Dr Blaise Ouédraogo est chercheur à l’INERA. Il décrit dans les pages qui suivent les conséquences du changement climatique sur la dynamique de l’occupation des terres dans le sahel burkinabè.

Introduction

Le changement climatique global se traduit localement par plusieurs évolutions qui modifient les conditions de production. Le climat comporte toujours une part d’incertitude et la gestion du risque climatique est donc l’une des caractéristiques des systèmes agraires et de leur interaction avec le milieu dans lequel ils s’inscrivent. L’évolution du climat est une réalité ressentie par les paysans, qui se traduit en particulier par une augmentation de la sécheresse, des phénomènes extrêmes et du caractère aléatoire des cycles saisonniers, avec de forts impacts sur les exploitations en termes de rendement, et parfois des conséquences directes sur les moyens de production.

Pour ce faire, les producteurs comme le dit Zoungrana Tanga Pierre (2009), dispersent à dessein les parcelles d’exploitation dans l’intention de faire coïncider la carte des cultures à celle des aptitudes des sols. La dynamique de l’occupation des terres est donc guidée par le besoin du producteur d’atténuer les effets de la variabilité climatique sur son exploitation. La sédentarisation de pasteurs reconvertis à l’agriculture a conduit à une extension des terres de culture au détriment de terres marginales, de zones à vocation forestière et pastorale.

Au regard du caractère dominant de l’agropastoralisme, la question de la gestion des ressources naturelles est devenue une question importante pour l’amélioration de la production et de la préservation des écosystèmes. Les conséquences de la variabilité climatique sont perceptibles et dictent l’orientation des activités des populations rurales à la recherche de bonnes terres agricoles et de pâturages pour le bétail.

Contexte géographique

Situé dans le Sahel à 300 km de Ouagadougou, l’exutoire de la rivière Goudébo est le site du barrage de Yakouta. La rivière vient traverser le village de Yakouta par une dune d’allongement Est-Ouest. Ce site présente un encaissement d’une vingtaine de mètres, exceptionnel pour cette région, qui a permis la création d’une retenue de plus de 26 millions de m3. C’est dire l’importance de l’ouvrage dans son contexte climatique et socio-économique.
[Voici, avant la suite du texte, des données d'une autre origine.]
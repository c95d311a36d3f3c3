//! Console summary for a finished batch.

use crate::models::BatchReport;

pub fn format_kb(bytes: i64) -> String {
    format!("{:.2} KB", bytes as f64 / 1024.0)
}

/// How a summary line should be emphasised on a terminal.
#[derive(Debug, Clone, Copy, PartialEq, Eq)]
pub enum Tone {
    Plain,
    Original,
    Converted,
    Saved,
    Problem,
}

/// Summary lines for `report` with their tone, in display order.
pub fn summary_entries(report: &BatchReport) -> Vec<(Tone, String)> {
    let mut entries = vec![
        (
            Tone::Plain,
            format!(
                "Converted {} of {} image(s) to {}",
                report.converted_count, report.candidate_count, report.target_format
            ),
        ),
        (
            Tone::Original,
            format!(
                "Total original size: {}",
                format_kb(report.total_original_bytes as i64)
            ),
        ),
        (
            Tone::Converted,
            format!("Total new size: {}", format_kb(report.total_new_bytes as i64)),
        ),
        (
            Tone::Saved,
            format!(
                "Total size saved: {} = {:.2}% savings",
                format_kb(report.bytes_saved()),
                report.percent_saved()
            ),
        ),
    ];

    if !report.skipped.is_empty() {
        entries.push((
            Tone::Problem,
            format!("Skipped {} file(s):", report.skipped.len()),
        ));
        for skipped in &report.skipped {
            entries.push((
                Tone::Plain,
                format!("  {}: {}", skipped.path.display(), skipped.reason),
            ));
        }
    }

    if !report.failures.is_empty() {
        entries.push((
            Tone::Problem,
            format!("Failed to convert {} file(s):", report.failures.len()),
        ));
        for failure in &report.failures {
            entries.push((
                Tone::Plain,
                format!(
                    "  {} ({}): {}",
                    failure.path.display(),
                    failure.kind,
                    failure.message
                ),
            ));
        }
    }

    entries
}

/// Plain-text summary lines, in display order.
pub fn summary_lines(report: &BatchReport) -> Vec<String> {
    summary_entries(report)
        .into_iter()
        .map(|(_, line)| line)
        .collect()
}
use super::ImageCodec;
use crate::models::TargetFormat;
use crate::Result;
use async_trait::async_trait;
use std::collections::HashSet;
use std::path::Path;
use std::sync::{Arc, Mutex};

/// Codec double that writes a filler output sized as a fraction of the input.
#[derive(Clone)]
pub struct MockImageCodec {
    call_count: Arc<Mutex<usize>>,
    output_ratio: f64,
    failing_files: Arc<Mutex<HashSet<String>>>,
}

impl MockImageCodec {
    pub fn new() -> Self {
        Self {
            call_count: Arc::new(Mutex::new(0)),
            output_ratio: 0.5,
            failing_files: Arc::new(Mutex::new(HashSet::new())),
        }
    }

    pub fn with_output_ratio(mut self, ratio: f64) -> Self {
        self.output_ratio = ratio;
        self
    }

    /// Fail every conversion whose input file name equals `name`.
    pub fn with_failure_for(self, name: &str) -> Self {
        self.failing_files.lock().unwrap().insert(name.to_string());
        self
    }

    pub fn get_call_count(&self) -> usize {
        *self.call_count.lock().unwrap()
    }
}

impl Default for MockImageCodec {
    fn default() -> Self {
        Self::new()
    }
}

#[async_trait]
impl ImageCodec for MockImageCodec {
    async fn convert(&self, input: &Path, output: &Path, _target: TargetFormat) -> Result<()> {
        *self.call_count.lock().unwrap() += 1;

        let name = input
            .file_name()
            .map(|n| n.to_string_lossy().into_owned())
            .unwrap_or_default();
        if self.failing_files.lock().unwrap().contains(&name) {
            return Err(crate::Error::Image(image::ImageError::IoError(
                std::io::Error::other(format!("Mock failure for {}", name)),
            )));
        }

        let input_len = tokio::fs::metadata(input).await?.len();
        let output_len = (input_len as f64 * self.output_ratio) as usize;
        tokio::fs::write(output, vec![0u8; output_len]).await?;
        Ok(())
    }
}

#[cfg(test)]
mod tests {
    use super::*;
    use tempfile::TempDir;

    #[tokio::test]
    async fn test_mock_writes_scaled_output() {
        let dir = TempDir::new().unwrap();
        let input = dir.path().join("a.jpg");
        std::fs::write(&input, vec![1u8; 1000]).unwrap();
        let output = dir.path().join("a.webp");

        let codec = MockImageCodec::new();
        codec
            .convert(&input, &output, TargetFormat::WebP)
            .await
            .unwrap();

        assert_eq!(std::fs::metadata(&output).unwrap().len(), 500);
        assert_eq!(codec.get_call_count(), 1);
    }

    #[tokio::test]
    async fn test_mock_custom_ratio() {
        let dir = TempDir::new().unwrap();
        let input = dir.path().join("b.png");
        std::fs::write(&input, vec![1u8; 400]).unwrap();
        let output = dir.path().join("b.webp");

        MockImageCodec::new()
            .with_output_ratio(0.25)
            .convert(&input, &output, TargetFormat::WebP)
            .await
            .unwrap();

        assert_eq!(std::fs::metadata(&output).unwrap().len(), 100);
    }

    #[tokio::test]
    async fn test_mock_with_failure() {
        let dir = TempDir::new().unwrap();
        let input = dir.path().join("bad.png");
        std::fs::write(&input, b"data").unwrap();
        let output = dir.path().join("bad.webp");

        let codec = MockImageCodec::new().with_failure_for("bad.png");
        let result = codec.convert(&input, &output, TargetFormat::WebP).await;

        assert!(result.is_err());
        assert!(!output.exists());
        assert_eq!(codec.get_call_count(), 1);
    }

    #[tokio::test]
    async fn test_mock_clones_share_call_count() {
        let dir = TempDir::new().unwrap();
        let input = dir.path().join("c.jpg");
        std::fs::write(&input, b"abcd").unwrap();

        let codec = MockImageCodec::new();
        let probe = codec.clone();
        codec
            .convert(&input, &dir.path().join("c.webp"), TargetFormat::WebP)
            .await
            .unwrap();

        assert_eq!(probe.get_call_count(), 1);
    }
}
use crate::applications::{ApplicationServiceError, FixtureError};
use crate::config::ConfigError;
use crate::telemetry::TelemetryError;
use std::fmt;

#[derive(Debug)]
pub enum AppError {
    Config(ConfigError),
    Telemetry(TelemetryError),
    Io(std::io::Error),
    Fixture(FixtureError),
    Admissions(ApplicationServiceError),
}

impl fmt::Display for AppError {
    fn fmt(&self, f: &mut fmt::Formatter<'_>) -> fmt::Result {
        match self {
            AppError::Config(err) => write!(f, "configuration error: {}", err),
            AppError::Telemetry(err) => write!(f, "telemetry error: {}", err),
            AppError::Io(err) => write!(f, "io error: {}", err),
            AppError::Fixture(err) => write!(f, "fixture error: {}", err),
            AppError::Admissions(err) => write!(f, "admissions error: {}", err),
        }
    }
}

impl std::error::Error for AppError {
    fn source(&self) -> Option<&(dyn std::error::Error + 'static)> {
        match self {
            AppError::Config(err) => Some(err),
            AppError::Telemetry(err) => Some(err),
            AppError::Io(err) => Some(err),
            AppError::Fixture(err) => Some(err),
            AppError::Admissions(err) => Some(err),
        }
    }
}

impl From<ConfigError> for AppError {
    fn from(value: ConfigError) -> Self {
        Self::Config(value)
    }
}

impl From<TelemetryError> for AppError {
    fn from(value: TelemetryError) -> Self {
        Self::Telemetry(value)
    }
}

impl From<std::io::Error> for AppError {
    fn from(value: std::io::Error) -> Self {
        Self::Io(value)
    }
}

impl From<FixtureError> for AppError {
    fn from(value: FixtureError) -> Self {
        Self::Fixture(value)
    }
}

impl From<ApplicationServiceError> for AppError {
    fn from(value: ApplicationServiceError) -> Self {
        Self::Admissions(value)
    }
}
Le bassin versant est compris entre 13°49’18,12’’ et 14°12’45,36’’ de latitude Nord et entre 0°36’30,96’’ et 0°4’55,2’’ de longitude Ouest (Fig. 1) et couvre une superficie d’environ 1800 km2. Le lac du barrage s’étend sur 21 km et draine 11 villages riverains que sont : Yakouta, Katchari, Dani Djigo, Oulo, Bombofa, Dangadé, Péoukoye, Yirga, Hoggo Samboel et Nobiol. Ces villages profitent de la disponibilité de l’eau pour développer des activités de subsistance en culture pluviale et du maraîchage de contre saison. Il y a également l’installation d’autres activités de grande envergure notamment la ferme semencière de Oulo.

Le climat est de type sahélien, avec un régime pluviométrique uni modal s’inscrivant entre les isohyètes 400 et 500 mm. Le total pluviométrique moyen annuel de la station de Dori est de 484 mm entre 1961 et 2018. La saison des pluies s’étend de mai-juin à septembre-octobre.). Les températures sont très élevées avec une moyenne toujours supérieure à 30°C.

L’évaporation est très importante et estimée à plus de 2 m d’eau évaporée chaque année. De nos jours, les effets des changements climatiques sont une réalité dans la région du Sahel, les précipitations sont irrégulières avec une inégale répartition spatio-temporelle dans la même campagne et d’une campagne à l’autre. L’inégale répartition des pluies se caractérise par des poches de sécheresses pendant la saison pluvieuse et des inondations. Cette irrégularité des précipitations cause de nombreuses difficultés dans la pratique des activités agro-sylvo-pastorales.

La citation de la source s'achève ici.